[Saved data entries]
|---|

//! 文档引用与知识库集合
//!
//! 文档在一个会话内只按名字识别，名字统一取路径的最后一段

use std::fmt;
use std::path::Path;
use std::sync::Arc;

use anyhow::{Context, Result};

/// 取路径的最后一段作为文件名
///
/// 后端返回的 `PDF_Name` 可能是完整路径（如 `store/pdfs/a.pdf`），
/// 显示与匹配都必须使用同一个规范化结果。
pub fn file_name_of(path: &str) -> &str {
    path.rsplit(['/', '\\']).next().unwrap_or(path)
}

/// 已上传文档的引用
///
/// 创建后不可变；内容是共享的字节句柄，克隆成本很低
#[derive(Clone)]
pub struct DocumentRef {
    name: String,
    content: Arc<[u8]>,
}

impl DocumentRef {
    /// 创建文档引用，`name` 可以是路径，只保留文件名部分
    pub fn new(name: impl AsRef<str>, content: impl Into<Arc<[u8]>>) -> Self {
        Self {
            name: file_name_of(name.as_ref()).to_string(),
            content: content.into(),
        }
    }

    /// 从本地文件读取文档
    pub async fn from_path(path: &Path) -> Result<Self> {
        let content = tokio::fs::read(path)
            .await
            .with_context(|| format!("无法读取文档: {}", path.display()))?;
        let name = path
            .file_name()
            .map(|n| n.to_string_lossy().to_string())
            .with_context(|| format!("路径没有文件名: {}", path.display()))?;
        Ok(Self::new(name, content))
    }

    pub fn name(&self) -> &str {
        &self.name
    }

    pub fn content(&self) -> &[u8] {
        &self.content
    }

    /// 共享的内容句柄
    pub fn content_handle(&self) -> Arc<[u8]> {
        Arc::clone(&self.content)
    }

    pub fn has_content(&self) -> bool {
        !self.content.is_empty()
    }

    /// 是否就是 `name` 所指的文档（大小写敏感，先规范化）
    pub fn matches(&self, name: &str) -> bool {
        self.name == file_name_of(name)
    }
}

impl PartialEq for DocumentRef {
    fn eq(&self, other: &Self) -> bool {
        self.name == other.name
    }
}

impl Eq for DocumentRef {}

impl fmt::Debug for DocumentRef {
    fn fmt(&self, f: &mut fmt::Formatter<'_>) -> fmt::Result {
        f.debug_struct("DocumentRef")
            .field("name", &self.name)
            .field("bytes", &self.content.len())
            .finish()
    }
}

impl fmt::Display for DocumentRef {
    fn fmt(&self, f: &mut fmt::Formatter<'_>) -> fmt::Result {
        f.write_str(&self.name)
    }
}

/// 知识库文档集合
///
/// 保持上传顺序，按名字去重：名字已存在的后续文档被静默丢弃
#[derive(Debug, Clone, Default, PartialEq, Eq)]
pub struct KnowledgeSet {
    documents: Vec<DocumentRef>,
}

impl KnowledgeSet {
    pub fn new() -> Self {
        Self::default()
    }

    /// 加入一个文档，名字重复时返回 false
    pub fn insert(&mut self, document: DocumentRef) -> bool {
        if self.contains(document.name()) {
            return false;
        }
        self.documents.push(document);
        true
    }

    /// 返回合并后的新集合，自身保持不变
    pub fn merged_with(&self, incoming: impl IntoIterator<Item = DocumentRef>) -> Self {
        let mut merged = self.clone();
        for document in incoming {
            merged.insert(document);
        }
        merged
    }

    pub fn contains(&self, name: &str) -> bool {
        self.find(name).is_some()
    }

    pub fn find(&self, name: &str) -> Option<&DocumentRef> {
        self.documents.iter().find(|d| d.matches(name))
    }

    pub fn documents(&self) -> &[DocumentRef] {
        &self.documents
    }

    pub fn names(&self) -> Vec<&str> {
        self.documents.iter().map(DocumentRef::name).collect()
    }

    pub fn len(&self) -> usize {
        self.documents.len()
    }

    pub fn is_empty(&self) -> bool {
        self.documents.is_empty()
    }
}

/// 会话内已知的全部文档：焦点文档 ∪ 知识库
#[derive(Debug, Clone, Copy)]
pub struct KnownDocuments<'a> {
    focus: Option<&'a DocumentRef>,
    knowledge: &'a KnowledgeSet,
}

impl<'a> KnownDocuments<'a> {
    pub fn new(focus: Option<&'a DocumentRef>, knowledge: &'a KnowledgeSet) -> Self {
        Self { focus, knowledge }
    }

    /// 按名字解析文档，焦点文档优先
    pub fn resolve(&self, name: &str) -> Option<&'a DocumentRef> {
        self.focus
            .filter(|focus| focus.matches(name))
            .or_else(|| self.knowledge.find(name))
    }

    pub fn contains(&self, document: &DocumentRef) -> bool {
        self.resolve(document.name()).is_some()
    }
}

#[cfg(test)]
mod tests {
    use super::*;

    fn doc(name: &str) -> DocumentRef {
        DocumentRef::new(name, name.as_bytes().to_vec())
    }

    #[test]
    fn file_name_takes_last_segment() {
        assert_eq!(file_name_of("docs/a.pdf"), "a.pdf");
        assert_eq!(file_name_of("store/pdfs/Report 2024.pdf"), "Report 2024.pdf");
        assert_eq!(file_name_of(r"C:\papers\b.pdf"), "b.pdf");
        assert_eq!(file_name_of("plain.pdf"), "plain.pdf");
        assert_eq!(file_name_of(""), "");
    }

    #[test]
    fn document_name_is_normalized() {
        let d = DocumentRef::new("uploads/nested/c.pdf", Vec::new());
        assert_eq!(d.name(), "c.pdf");
        assert!(d.matches("store/pdfs/c.pdf"));
        assert!(!d.matches("C.pdf"));
        assert!(!d.has_content());
    }

    #[test]
    fn later_duplicates_are_dropped() {
        let mut set = KnowledgeSet::new();
        assert!(set.insert(doc("a.pdf")));
        assert!(!set.insert(DocumentRef::new("a.pdf", b"other".to_vec())));
        assert_eq!(set.len(), 1);
        assert_eq!(set.find("a.pdf").map(|d| d.content()), Some(&b"a.pdf"[..]));
    }

    #[test]
    fn merge_adds_only_new_names_in_order() {
        let set = KnowledgeSet::new().merged_with(vec![doc("a.pdf")]);
        let merged = set.merged_with(vec![doc("a.pdf"), doc("b.pdf"), doc("b.pdf")]);
        assert_eq!(merged.names(), vec!["a.pdf", "b.pdf"]);
        // 原集合不受影响
        assert_eq!(set.names(), vec!["a.pdf"]);
    }

    #[test]
    fn known_documents_prefer_focus() {
        let knowledge = KnowledgeSet::new().merged_with(vec![doc("a.pdf"), doc("b.pdf")]);
        let focus = DocumentRef::new("a.pdf", b"focus".to_vec());
        let known = KnownDocuments::new(Some(&focus), &knowledge);

        assert_eq!(known.resolve("a.pdf").map(|d| d.content()), Some(&b"focus"[..]));
        assert_eq!(known.resolve("docs/b.pdf").map(|d| d.name()), Some("b.pdf"));
        assert!(known.resolve("missing.pdf").is_none());
        assert!(known.contains(&doc("b.pdf")));
    }
}
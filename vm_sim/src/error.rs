//! Error types for vm_sim
//! vm_sim 错误类型定义

use thiserror::Error;

#[derive(Debug, Error)]
pub enum Error {
  #[error("IO: {0}")]
  Io(#[from] std::io::Error),

  #[error("Trace: {0}")]
  Trace(#[from] vm_trace::Error),

  #[error("Page: {0}")]
  Page(#[from] vm_page::Error),

  #[error("Frame count must be positive")]
  Frames,

  #[error("Page size {conf} does not match trace page size {trace}")]
  PageSize { conf: u64, trace: u64 },

  #[error("Access worker panicked")]
  WorkerPanic,
}

pub type Result<T> = std::result::Result<T, Error>;
//! Access processor
//! 访问处理器
//!
//! Page table, frame pool, reference vector and statistics sit behind one
//! mutex. Each access runs start to finish under it, so the reference clock
//! only ever sees state between two accesses.
//! 页表、帧池、引用位向量与统计共用一把互斥锁。每次访问在锁内完整执行，
//! 引用时钟只会看到两次访问之间的状态。

use std::sync::Arc;

use log::trace;
use parking_lot::Mutex;
use vm_nru::{Policy, Resident};
use vm_page::{Entry, FramePool, PageId, PageTable};

use crate::{Cfg, Cost, Result, Stat};

/// Result of one access 单次访问结果
#[derive(Debug, Clone, Copy, PartialEq, Eq)]
pub enum Outcome {
  Hit,
  /// Fault, with the page evicted to make room 缺页，附带为腾出空间淘汰的页
  Fault { evicted: Option<PageId> },
}

/// Shared state 共享状态
struct State {
  table: PageTable,
  pool: FramePool,
  stat: Stat,
  cost: Cost,
  policy: Policy,
}

impl State {
  fn resident(&self) -> impl Iterator<Item = Resident> + '_ {
    self.pool.iter().map(|(_, page)| Resident {
      page,
      referenced: self.table.is_recent(page),
      modified: self.table.lookup(page).modified,
    })
  }

  fn access(&mut self, page: PageId, write: bool) -> Result<Outcome> {
    // Reject before touching anything 任何修改前先校验
    self.table.check(page)?;
    self.table.mark_accessed(page, write);

    if self.table.is_resident(page) {
      self.stat.hit(self.cost.ram_ns);
      return Ok(Outcome::Hit);
    }

    let evicted = if self.pool.is_full() {
      let victim = self
        .policy
        .victim(self.resident())
        .expect("full frame pool has resident pages");
      self.evict(victim);
      Some(victim)
    } else {
      None
    };

    let frame = self.pool.assign(page)?;
    self.table.load(page, frame);
    self.stat.fault(self.cost.fault_ns);
    Ok(Outcome::Fault { evicted })
  }

  fn evict(&mut self, page: PageId) {
    // Frame id is taken out of the entry before it is cleared
    // 清除页表项时先取出帧号
    if let Some(frame) = self.table.unload(page) {
      self.pool.release(frame);
      trace!("evict page {page} from frame {frame}");
    }
  }
}

/// Memory management unit, cheap to clone, all clones share state
/// 内存管理单元，克隆开销低，所有克隆共享状态
#[derive(Clone)]
pub struct Mmu(Arc<Mutex<State>>);

impl Mmu {
  /// Create with `pages` virtual pages, none resident
  /// 创建含 `pages` 个虚拟页的 MMU，初始均未驻留
  pub fn new(pages: u32, cfg: &Cfg) -> Self {
    Self(Arc::new(Mutex::new(State {
      table: PageTable::new(pages),
      pool: FramePool::new(cfg.frames),
      stat: Stat::default(),
      cost: cfg.cost,
      policy: cfg.policy,
    })))
  }

  /// Process one access atomically 原子地处理一次访问
  ///
  /// 1. Mark referenced (and modified on write)
  /// 2. Hit if resident
  /// 3. Otherwise fault: evict when full, then load into a frame
  #[inline]
  pub fn access(&self, page: PageId, write: bool) -> Result<Outcome> {
    self.0.lock().access(page, write)
  }

  /// Clear the global reference vector 清零全局引用位向量
  #[inline]
  pub fn clear_refs(&self) {
    self.0.lock().table.clear_refs();
  }

  /// Statistics snapshot 统计快照
  #[inline]
  pub fn stat(&self) -> Stat {
    self.0.lock().stat
  }

  #[inline]
  pub fn pages(&self) -> usize {
    self.0.lock().table.len()
  }

  #[inline]
  pub fn frames(&self) -> usize {
    self.0.lock().pool.cap()
  }

  /// Occupied frames 已占用帧数
  #[inline]
  pub fn frames_used(&self) -> usize {
    self.0.lock().pool.len()
  }

  /// Resident pages in frame order 按帧号顺序的驻留页
  pub fn resident(&self) -> Vec<PageId> {
    self.0.lock().pool.iter().map(|(_, page)| page).collect()
  }

  #[inline]
  pub fn entry(&self, page: PageId) -> Option<Entry> {
    self.0.lock().table.get(page).copied()
  }

  #[inline]
  pub fn is_resident(&self, page: PageId) -> bool {
    self.entry(page).is_some_and(|e| e.is_resident())
  }

  /// Bit in the global reference vector 全局引用位向量中的位
  #[inline]
  pub fn is_referenced(&self, page: PageId) -> bool {
    self.0.lock().table.is_recent(page)
  }

  /// Run `f` on a consistent view of table and pool
  /// 在页表与帧池的一致视图上执行 `f`
  pub fn inspect<T>(&self, f: impl FnOnce(&PageTable, &FramePool) -> T) -> T {
    let state = self.0.lock();
    f(&state.table, &state.pool)
  }
}
use std::io::Cursor;

use aok::{OK, Void};
use log::info;
use vm_trace::{Access, Error, Header, Ref, Trace, Writer};

#[static_init::constructor(0)]
extern "C" fn _log_init() {
  log_init::init();
}

const HEAD: &str = "TP=512\nNF=4\nNC=5\nNR=3\nNP=12\n";

fn trace(body: &str) -> vm_trace::Result<Trace<Cursor<String>>> {
  Trace::new(Cursor::new(format!("{HEAD}{body}")))
}

#[test]
fn test_header() -> Void {
  let t = trace("")?;
  assert_eq!(
    *t.header(),
    Header {
      page_size: 512,
      rows: 4,
      cols: 5,
      refs: 3,
      pages: 12,
    }
  );
  OK
}

#[test]
fn test_header_errors() -> Void {
  let r = Trace::new(Cursor::new("TP=512\nNF=4\nNC=5\nNR=3\n"));
  assert!(matches!(r, Err(Error::MissingHeader("NP"))));

  let r = Trace::new(Cursor::new("TP=abc\nNF=4\nNC=5\nNR=3\nNP=1\n"));
  assert!(matches!(r, Err(Error::BadHeader { ref key, .. }) if key == "TP"));

  let r = Trace::new(Cursor::new("TP=0\nNF=4\nNC=5\nNR=3\nNP=1\n"));
  assert!(matches!(r, Err(Error::PageSize(0))));

  let r = Trace::new(Cursor::new("TP=-4\nNF=4\nNC=5\nNR=3\nNP=1\n"));
  assert!(matches!(r, Err(Error::BadHeader { .. })));

  let r = Trace::new(Cursor::new("TP 512\n"));
  assert!(matches!(r, Err(Error::BadHeader { .. })));

  let r = Trace::new(Cursor::new(""));
  assert!(matches!(r, Err(Error::MissingHeader("TP"))));
  OK
}

#[test]
fn test_header_requires_every_key() -> Void {
  // 重复键占用一行，NC 缺失
  let r = Trace::new(Cursor::new("TP=512\nNF=4\nNF=4\nNR=3\nNP=1\n"));
  assert!(matches!(r, Err(Error::MissingHeader("NC"))));

  let r = Trace::new(Cursor::new("NP=1\nNC=5\nTP=512\nNR=3\nNF=4\n"))?;
  assert_eq!(r.header().rows, 4);

  // 仅三行头部时，引用行不会被当作缺省
  let r = Trace::new(Cursor::new("TP=512\nNR=1\nNP=1\na,0,0,R\n"));
  assert!(matches!(r, Err(Error::BadHeader { .. })));
  OK
}

#[test]
fn test_access_parse() -> Void {
  assert_eq!(
    Access::parse("Imagen[0][0].r,0,0,R"),
    Some(Access::read(0))
  );
  assert_eq!(Access::parse("Rta[1][1].b,7,12,W"), Some(Access::write(7)));
  assert_eq!(Access::parse("Rta[1][1].b,7,12,W\r"), Some(Access::write(7)));
  // 字段不足
  assert_eq!(Access::parse("SOBEL_X[0][0],3,0"), None);
  assert_eq!(Access::parse(""), None);
  // 页号非数字
  assert_eq!(Access::parse("x,page,0,R"), None);
  OK
}

#[test]
fn test_skip_malformed() -> Void {
  let mut t = trace("a,1,0,R\nbroken\nb,2,4\n\nc,3,8,W\nd,x,0,R\n")?;
  let got: Vec<Access> = (&mut t).collect::<vm_trace::Result<_>>()?;
  assert_eq!(got, vec![Access::read(1), Access::write(3)]);
  assert_eq!(t.parsed(), 2);
  assert_eq!(t.skipped(), 3);
  info!("parsed {} skipped {}", t.parsed(), t.skipped());
  OK
}

#[test]
fn test_invalid_utf8_label() -> Void {
  let mut bytes = HEAD.as_bytes().to_vec();
  bytes.extend_from_slice(b"a,0,0,R\nImagen\xff,1,0,W\n\xfe\xff\n");
  let mut t = Trace::new(Cursor::new(bytes))?;
  let got: Vec<Access> = (&mut t).collect::<vm_trace::Result<_>>()?;
  assert_eq!(got, vec![Access::read(0), Access::write(1)]);
  assert_eq!(t.parsed(), 2);
  assert_eq!(t.skipped(), 1);
  OK
}

#[test]
fn test_write_then_read_file() -> Void {
  let dir = tempfile::tempdir()?;
  let path = dir.path().join("img_ref_512B.txt");

  let header = Header {
    page_size: 512,
    rows: 3,
    cols: 3,
    refs: 3,
    pages: 4,
  };
  let refs = [
    Ref {
      label: "Imagen[0][0].r",
      page: 0,
      offset: 0,
      write: false,
    },
    Ref {
      label: "SOBEL_X[0][0]",
      page: 1,
      offset: 4,
      write: false,
    },
    Ref {
      label: "Rta[1][1].g",
      page: 3,
      offset: 13,
      write: true,
    },
  ];

  let mut w = Writer::new(std::fs::File::create(&path)?, &header)?;
  assert!(w.is_empty());
  for r in &refs {
    w.push(r)?;
  }
  assert_eq!(w.len(), 3);
  w.finish()?;

  let text = std::fs::read_to_string(&path)?;
  assert!(text.starts_with("TP=512\nNF=3\nNC=3\nNR=3\nNP=4\n"));
  assert!(text.ends_with("Rta[1][1].g,3,13,W\n"));

  let t = Trace::open(&path)?;
  assert_eq!(*t.header(), header);
  let got: Vec<Access> = t.collect::<vm_trace::Result<_>>()?;
  let want: Vec<Access> = refs.iter().map(Ref::access).collect();
  assert_eq!(got, want);
  OK
}

#[test]
fn test_open_missing_file() -> Void {
  let dir = tempfile::tempdir()?;
  let r = Trace::open(dir.path().join("none.txt"));
  assert!(matches!(r, Err(Error::Io(_))));
  OK
}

|---|

--- Your assignment ---
If a line in the entries holds the string "insert", copy it.

--- Solution ---
    pub fn insert(&mut self, document: DocumentRef) -> bool {
            merged.insert(document);
        assert!(set.insert(doc("a.pdf")));
        assert!(!set.insert(DocumentRef::new("a.pdf", b"other".to_vec())));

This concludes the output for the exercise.